Ich schlenderte die Wege zwischen den vielen Gräbern entlang. Ehrfurcht erfasste mich, angesichts der vielen letzten Ruhestätten. Als ich mich meinem eigenen zugewiesenen Platz in der Anlage zuwandte, erblickte ich eine Gestalt, die reglos davorstand und auf mich zu warten schien. Vorsichtig näherte ich mich. Nach und nach erkannte ich, dass es sich um einen Mann mittleren Alters handelte, welcher grimmig dreinblickte.
„Hallo.“, begrüßte ich den mürrischen Herrn. „Wer sind Sie?“ Dass der Mann mich verstehen und sehen konnte, wusste ich – er war ebenfalls ein Geist. Mittlerweile konnte ich diese gewisse Aura spüren, die nur Geister zu umgeben schien.
„Jennifer Lorrain Miller?“ Der Mann hatte eine extrem tiefe und volltönende Stimme und die Art, wie er meinen Namen aussprach, jage mir einen kalten Schauer den Rücken hinunter. Also nickte ich nur stumm und blickte den Geist erwartungsvoll an. „Du gehörst nicht mehr in diese Welt!“, sagte er.

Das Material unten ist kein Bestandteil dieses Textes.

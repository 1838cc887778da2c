//! Telemetry module
//!
//! Structured logging and Prometheus metrics

mod logging;
mod metrics;

pub use logging::{init_logging, LogFormat};
pub use metrics::{
    incr_counter, record_latency, set_gauge, CounterMetric, GaugeMetric, LatencyMetric,
};

use crate::config::TelemetryConfig;
use metrics_exporter_prometheus::PrometheusBuilder;

/// Guard that cleans up telemetry on drop
pub struct TelemetryGuard {
    _priv: (),
}

/// Initialize all telemetry subsystems
pub fn init_telemetry(config: &TelemetryConfig) -> anyhow::Result<TelemetryGuard> {
    init_logging(&config.log_level, LogFormat::Pretty)?;

    if let Some(ref endpoint) = config.otlp_endpoint {
        tracing::info!(endpoint, "OTLP endpoint configured");
    }

    PrometheusBuilder::new()
        .with_http_listener(([0, 0, 0, 0], config.metrics_port))
        .install()
        .map_err(|e| anyhow::anyhow!("Failed to start metrics exporter: {}", e))?;

    tracing::info!(port = config.metrics_port, "Metrics exporter listening");

    Ok(TelemetryGuard { _priv: () })
}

„Wie jetzt? Was kann ich denn dafür, dass ich hier gelandet bin?“, brach es aus mir hervor. „Hey, ich bin einfach in meinem Bett aufgewacht und wusste ja nicht einmal, dass ich tot bin…“, plapperte ich ungehalten weiter und gestikulierte wild mit den Armen.
Der Fremde schien davon nicht gerade begeistert zu sein, den er unterbrach mich ziemlich barsch: „Du bist nicht ins Licht gegangen!“
„Was denn für ein Licht?“, fragte ich erbost. „Wenn ich ein Licht gesehen hätte, würde ich doch nicht mehr hier herumhängen und mich über meinen Tod ärgern!“, schrie ich ihn an.
„Deine Seele muss erlöst werden…“, fuhr er mich ignorierend fort, während ich nur wütend schnaubte. „Noch dazu hast du die Geister-Gesetze verletzt, indem du einem Menschen Gewalt angetan hast!“
„Aber das wollte ich doch nicht! Ich wusste ja nicht einmal, dass und wie so etwas geht. Es ist einfach passiert!“ Doch alles was ich sagte interessierte den Typen nicht.
„Wirst du deine Strafe annehmen?“, fragte er und schaute mich erneut streng an.
„Was denn für eine Strafe? Wie soll ich sie annehmen, wenn ich nicht einmal weiß, was ich zu tun habe?! Darauf lasse ich mich nicht ein!“, blaffte ich zurück. Langsam wurde mir das alles zu bunt. Ich hatte keine Ahnung, in was ich da hineingeraten war!
„Du wirst dazu verpflichtet, immer in Christophers Nähe zu sein, bis du deinen Frieden gefunden hast! Nicht eher sollst du das Licht zu Gesicht bekommen. Verlässt du deinen Posten an seiner Seite, kostet dich das einige Privilegien in dem DANACH!“, antwortete er mit seiner unheilvollen Stimme.